GLOBAL - ANREV, INREV and NCREIF are to launch a global index. The Asian, European and US real estate associations will pool together data from 670 non-listed funds with €519bn in assets under management.
The news comes two months after IPD said it would create a US property index in conjunction with the Pension Real Estate Association (PREA), as part of its wider plans to establish a global index.
While IPD's index will focus on a universe of investable open-ended funds, aimed at core real estate investors, the ANREV/INREV/NCREIF index will include data from both open-ended and closed-ended funds.
Patrick Kanters, chairman of INREV and global real estate managing director at APG, said the index would contribute to industry demand for universal performance benchmarks and standardisation, and would enable asset-liability modelling.
Alan Dalgleish, director of research and professional standards at ANREV, told IP Real Estate: "We felt globalisation was a bit of a theme, and that our members would value an index developed by us as non-profit organizations."
He said discussions between ANREV and INREV, which originated the idea, and NCREIF had gone "smoothly". NCREIF was "receptive to a straightforward proposition", he said. "None of the parties involved would have done it without the approval of their boards."

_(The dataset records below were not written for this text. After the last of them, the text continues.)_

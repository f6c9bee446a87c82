use std::any::Any;
use std::cell::{Cell, RefCell};
use std::collections::{BTreeMap, BTreeSet, HashMap};
use std::fmt;
use std::rc::{Rc, Weak};

use super::context::ContextId;
use crate::error::{ModelError, Result};

/// Identifies a mounted component within its [`Host`].
///
/// Ids increase with mount order, so a parent always sorts before its children.
#[derive(Debug, Clone, Copy, PartialEq, Eq, PartialOrd, Ord, Hash)]
pub struct ComponentId(u64);

impl fmt::Display for ComponentId {
    fn fmt(&self, f: &mut fmt::Formatter<'_>) -> fmt::Result {
        write!(f, "#{}", self.0)
    }
}

type RenderFn = Box<dyn FnMut() -> Result<()>>;

struct ComponentNode {
    parent: Option<ComponentId>,
    children: Vec<ComponentId>,
    // Taken out while the component renders.
    render: Option<RenderFn>,
    hooks: Vec<Rc<dyn Any>>,
    cleanups: Vec<Box<dyn FnOnce()>>,
    contexts: HashMap<ContextId, Rc<dyn Any>>,
    renders: usize,
}

impl ComponentNode {
    fn new(parent: Option<ComponentId>, render: RenderFn) -> Self {
        Self {
            parent,
            children: Vec::new(),
            render: Some(render),
            hooks: Vec::new(),
            cleanups: Vec::new(),
            contexts: HashMap::new(),
            renders: 0,
        }
    }
}

pub(crate) struct HostInner {
    next_id: Cell<u64>,
    components: RefCell<BTreeMap<ComponentId, ComponentNode>>,
    dirty: RefCell<BTreeSet<ComponentId>>,
}

impl HostInner {
    /// Existing hook slot at `index`, if the component has rendered past it.
    pub(crate) fn hook(&self, id: ComponentId, index: usize) -> Option<Rc<dyn Any>> {
        self.components.borrow().get(&id)?.hooks.get(index).cloned()
    }

    pub(crate) fn push_hook(&self, id: ComponentId, slot: Rc<dyn Any>) {
        if let Some(node) = self.components.borrow_mut().get_mut(&id) {
            node.hooks.push(slot);
        }
    }

    pub(crate) fn push_cleanup(&self, id: ComponentId, cleanup: Box<dyn FnOnce()>) {
        if let Some(node) = self.components.borrow_mut().get_mut(&id) {
            node.cleanups.push(cleanup);
        }
    }

    pub(crate) fn insert_context(&self, id: ComponentId, context: ContextId, value: Rc<dyn Any>) {
        if let Some(node) = self.components.borrow_mut().get_mut(&id) {
            node.contexts.insert(context, value);
        }
    }

    /// Walk from `id` up through its ancestors to the nearest value for `context`.
    pub(crate) fn find_context(&self, id: ComponentId, context: ContextId) -> Option<Rc<dyn Any>> {
        let components = self.components.borrow();
        let mut current = Some(id);
        while let Some(id) = current {
            let node = components.get(&id)?;
            if let Some(value) = node.contexts.get(&context) {
                return Some(Rc::clone(value));
            }
            current = node.parent;
        }
        None
    }

    fn mark_dirty(&self, id: ComponentId) -> bool {
        if !self.components.borrow().contains_key(&id) {
            return false;
        }
        self.dirty.borrow_mut().insert(id)
    }
}

/// The component currently rendering on this thread.
pub(crate) struct Frame {
    host: Rc<HostInner>,
    id: ComponentId,
    cursor: usize,
}

// Thread-local stack of rendering components; nested mounts push on top.
thread_local! {
    static RENDER_STACK: RefCell<Vec<Frame>> = const { RefCell::new(Vec::new()) };
}

/// Host and component of the active render.
pub(crate) fn current() -> Option<(Rc<HostInner>, ComponentId)> {
    RENDER_STACK.with(|stack| {
        stack
            .borrow()
            .last()
            .map(|frame| (Rc::clone(&frame.host), frame.id))
    })
}

/// Like [`current`], also claiming the next hook slot index.
pub(crate) fn next_hook() -> Option<(Rc<HostInner>, ComponentId, usize)> {
    RENDER_STACK.with(|stack| {
        let mut stack = stack.borrow_mut();
        let frame = stack.last_mut()?;
        let index = frame.cursor;
        frame.cursor += 1;
        Some((Rc::clone(&frame.host), frame.id, index))
    })
}

/// Run `f` with `frame` as the active render.
fn with_frame<F, R>(frame: Frame, f: F) -> R
where
    F: FnOnce() -> R,
{
    RENDER_STACK.with(|stack| {
        stack.borrow_mut().push(frame);
    });

    let result = std::panic::catch_unwind(std::panic::AssertUnwindSafe(f));

    RENDER_STACK.with(|stack| {
        stack.borrow_mut().pop();
    });

    match result {
        Ok(r) => r,
        Err(e) => std::panic::resume_unwind(e),
    }
}

/// Schedules a re-render of one component.
///
/// This is the host's "mark dirty" primitive; the component re-renders on the
/// next [`Host::flush`]. Triggers outliving their component do nothing.
#[derive(Clone)]
pub struct Trigger {
    host: Weak<HostInner>,
    id: ComponentId,
}

impl Trigger {
    pub(crate) fn new(host: &Rc<HostInner>, id: ComponentId) -> Self {
        Self {
            host: Rc::downgrade(host),
            id,
        }
    }

    /// Mark the component dirty.
    pub fn notify(&self) {
        if let Some(host) = self.host.upgrade() {
            if host.mark_dirty(self.id) {
                tracing::trace!(component = %self.id, "component marked dirty");
            }
        }
    }

    pub fn component(&self) -> ComponentId {
        self.id
    }
}

impl fmt::Debug for Trigger {
    fn fmt(&self, f: &mut fmt::Formatter<'_>) -> fmt::Result {
        f.debug_struct("Trigger").field("component", &self.id).finish()
    }
}

/// A single-threaded component tree.
///
/// The host owns every mounted component's render function, hook slots,
/// unmount cleanups and provided contexts. Components render once when
/// mounted and again on [`Host::flush`] after something marked them dirty.
///
/// # Examples
///
/// ```
/// use modelkit::{use_model_state, Host, Model};
/// use std::collections::HashMap;
///
/// let model: Model<HashMap<&str, i32>> = Model::new(HashMap::from([("count", 0)]));
/// let host = Host::new();
///
/// let id = host
///     .mount(None, {
///         let model = model.clone();
///         move || {
///             let (_count, _set_count) = use_model_state(&model, "count")?;
///             Ok(())
///         }
///     })
///     .unwrap();
///
/// model.set_value("count", 1);
/// assert!(host.is_dirty(id));
/// assert_eq!(host.flush().unwrap(), 1);
/// assert_eq!(host.render_count(id), Some(2));
/// ```
#[derive(Clone)]
pub struct Host {
    inner: Rc<HostInner>,
}

impl Host {
    /// Upper bound on re-render passes in one [`Host::flush`].
    pub const MAX_FLUSH_PASSES: usize = 100;

    pub fn new() -> Self {
        Self {
            inner: Rc::new(HostInner {
                next_id: Cell::new(0),
                components: RefCell::new(BTreeMap::new()),
                dirty: RefCell::new(BTreeSet::new()),
            }),
        }
    }

    /// Mount a component under `parent` (or as a root) and render it once.
    ///
    /// If the first render fails the component is unmounted again and the
    /// error returned.
    pub fn mount<F>(&self, parent: Option<ComponentId>, render: F) -> Result<ComponentId>
    where
        F: FnMut() -> Result<()> + 'static,
    {
        let id = ComponentId(self.inner.next_id.get());
        {
            let mut components = self.inner.components.borrow_mut();
            if let Some(parent) = parent {
                components
                    .get_mut(&parent)
                    .ok_or(ModelError::ComponentNotFound { id: parent })?
                    .children
                    .push(id);
            }
            components.insert(id, ComponentNode::new(parent, Box::new(render)));
        }
        self.inner.next_id.set(id.0 + 1);
        tracing::debug!(component = %id, parent = ?parent, "mounting component");

        if let Err(err) = self.render(id) {
            self.unmount(id);
            return Err(err);
        }
        Ok(id)
    }

    /// Unmount a component and its descendants, deepest first.
    ///
    /// Cleanups run in registration order, then hook slots are dropped.
    /// Unknown ids are ignored.
    pub fn unmount(&self, id: ComponentId) {
        let children = match self.inner.components.borrow().get(&id) {
            Some(node) => node.children.clone(),
            None => return,
        };
        for child in children {
            self.unmount(child);
        }

        let Some(mut node) = self.inner.components.borrow_mut().remove(&id) else {
            return;
        };
        if let Some(parent) = node.parent {
            if let Some(parent) = self.inner.components.borrow_mut().get_mut(&parent) {
                parent.children.retain(|child| *child != id);
            }
        }
        self.inner.dirty.borrow_mut().remove(&id);

        let cleanups = std::mem::take(&mut node.cleanups);
        tracing::debug!(component = %id, cleanups = cleanups.len(), "unmounting component");
        for cleanup in cleanups {
            cleanup();
        }
    }

    /// Re-render dirty components, parents before children, until none are
    /// left. Returns the number of renders performed.
    pub fn flush(&self) -> Result<usize> {
        let mut rendered = 0;
        for _ in 0..Self::MAX_FLUSH_PASSES {
            let batch = std::mem::take(&mut *self.inner.dirty.borrow_mut());
            if batch.is_empty() {
                tracing::debug!(rendered, "flush complete");
                return Ok(rendered);
            }
            let mut batch = batch.into_iter();
            while let Some(id) = batch.next() {
                if !self.is_mounted(id) {
                    continue;
                }
                if let Err(err) = self.render(id) {
                    // Keep the rest of the pass scheduled.
                    self.inner.dirty.borrow_mut().extend(batch);
                    return Err(err);
                }
                rendered += 1;
            }
        }
        if self.inner.dirty.borrow().is_empty() {
            return Ok(rendered);
        }
        Err(ModelError::RenderLoop {
            passes: Self::MAX_FLUSH_PASSES,
        })
    }

    /// Whether `id` is still in the tree.
    pub fn is_mounted(&self, id: ComponentId) -> bool {
        self.inner.components.borrow().contains_key(&id)
    }

    /// Whether `id` will re-render on the next [`Host::flush`].
    pub fn is_dirty(&self, id: ComponentId) -> bool {
        self.inner.dirty.borrow().contains(&id)
    }

    /// How many times a mounted component has rendered.
    pub fn render_count(&self, id: ComponentId) -> Option<usize> {
        self.inner.components.borrow().get(&id).map(|node| node.renders)
    }

    pub fn children(&self, id: ComponentId) -> Vec<ComponentId> {
        self.inner
            .components
            .borrow()
            .get(&id)
            .map(|node| node.children.clone())
            .unwrap_or_default()
    }

    pub fn parent(&self, id: ComponentId) -> Option<ComponentId> {
        self.inner.components.borrow().get(&id)?.parent
    }

    /// Number of mounted components.
    pub fn len(&self) -> usize {
        self.inner.components.borrow().len()
    }

    pub fn is_empty(&self) -> bool {
        self.len() == 0
    }

    /// A trigger for `id`, for scheduling re-renders from outside a render.
    pub fn trigger(&self, id: ComponentId) -> Trigger {
        Trigger::new(&self.inner, id)
    }

    fn render(&self, id: ComponentId) -> Result<()> {
        let render = {
            let mut components = self.inner.components.borrow_mut();
            let node = components
                .get_mut(&id)
                .ok_or(ModelError::ComponentNotFound { id })?;
            node.render.take()
        };
        // Already on the render stack.
        let Some(mut render) = render else {
            tracing::trace!(component = %id, "skipping re-entrant render");
            return Ok(());
        };
        self.inner.dirty.borrow_mut().remove(&id);

        let frame = Frame {
            host: Rc::clone(&self.inner),
            id,
            cursor: 0,
        };
        let result = with_frame(frame, || render());

        if let Some(node) = self.inner.components.borrow_mut().get_mut(&id) {
            node.render = Some(render);
            node.renders += 1;
        }
        tracing::trace!(component = %id, ok = result.is_ok(), "rendered component");
        result
    }
}

impl Default for Host {
    fn default() -> Self {
        Self::new()
    }
}

impl fmt::Debug for Host {
    fn fmt(&self, f: &mut fmt::Formatter<'_>) -> fmt::Result {
        f.debug_struct("Host")
            .field("components", &self.len())
            .field("dirty", &self.inner.dirty.borrow().len())
            .finish()
    }
}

Discussions on the composition of the ANREV index are ongoing. While INREV and NCREIF will be able to provide copious regional data for the index, ANREV will pull additional data together over the next few months based on its pan-Asian index.
Its Asian index launched last November with 50, mostly Australian, contributors. By October, ANREV expects the number to be 100, including Singapore-based groups, as well as contributors from China, Hong Kong and Japan.
"There are still a few more Australians we'd like to get but it has developed as a pan-Asian list," said Dalgleish.
The additional contributors will be announced at ANREV's annual conference in October, along with "more robust comparisons" between INREV and ANREV. "Integration of the data will be the next issue for the index - but I don't think there's anything insurmountable," said Dalgleish.